Nullification respects the rule of law, but is an extraordinary legal procedure. The Constitutional Convention itself is an example of a situation which respected the rule of law, but which was outside the legal system as it was understood at the time. You will recall from history that the legal process in 1787 would only admit of amendments to the Articles of Confederation.

I suggest that there is a continuum: Normal legal process on one end, followed by nullification and secession, with the right of revolution on the other end. Nullification is a state's recourse when the court system has persistently failed to consider the state's Constitutional rights. If nullification persistently fails, then the state may proceed to declare its independence. And God help us all if we have to resort to the right of revolution (as witnessed by recent events in Tunisia and Egypt). Nullification and secession respect the rule of law, by following accepted legislative and electoral procedures. Revolution is completely outside the law, and should only be resorted to in the most desperate circumstances.

To completely reject nullification and secession as acceptable options is to say that the states, as states, have no rights not granted to them by the federal government. This is completely contrary to what the Founding Fathers intended.

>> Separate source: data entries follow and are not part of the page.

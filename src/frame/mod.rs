//! Frame recognizers.
//!
//! A recognizer inspects an append-only byte buffer and reports whether a
//! complete telegram is present. It never blocks and never copies: a partial
//! frame leaves the buffer intact for the next round, and on a full frame the
//! caller erases `frame_length` bytes from the front after extracting the
//! payload. Excess bytes beyond a full frame stay in the buffer.

pub mod mbus;
pub mod wmbus;

use thiserror::Error;

/// Framing dialect expected on a byte source.
#[derive(Debug, Clone, Copy, PartialEq, Eq)]
pub enum Framing {
    /// wM-Bus radio frames with CRCs already stripped by the dongle layer.
    WMBus,
    /// Raw wired M-Bus: single-char, short and long frames.
    MBus,
}

/// Outcome of scanning the buffer for one frame.
#[derive(Debug, Clone, Copy, PartialEq, Eq)]
pub enum FrameStatus {
    /// Not enough bytes yet; keep the buffer and wait for more.
    Partial,
    /// The buffer does not hold a valid frame; drop it and warn.
    Error,
    /// A complete frame. `frame_length` bytes are consumed from the buffer;
    /// the payload sits at `payload_offset..payload_offset + payload_len`.
    Full {
        frame_length: usize,
        payload_len: usize,
        payload_offset: usize,
    },
}

/// Protocol-level framing failure, reported once per dropped buffer.
#[derive(Error, Debug, Clone, PartialEq)]
pub enum FrameError {
    #[error("protocol error in frame: {0}")]
    Protocol(String),
}

/// Runs the recognizer for the given dialect.
pub fn check_frame(framing: Framing, buf: &[u8]) -> FrameStatus {
    match framing {
        Framing::WMBus => wmbus::check_frame(buf),
        Framing::MBus => mbus::check_frame(buf),
    }
}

I wish we could turn this thing around by electing a more libertarian Congress and President, who would appoint more libertarian judges. But the experience of the last 80 years has shown that our political system is so corrupted that we cannot depend on the normal legal process to make the necessary changes.

Nullification and secession are safety valves that in this country should ensure that revolution will not be necessary.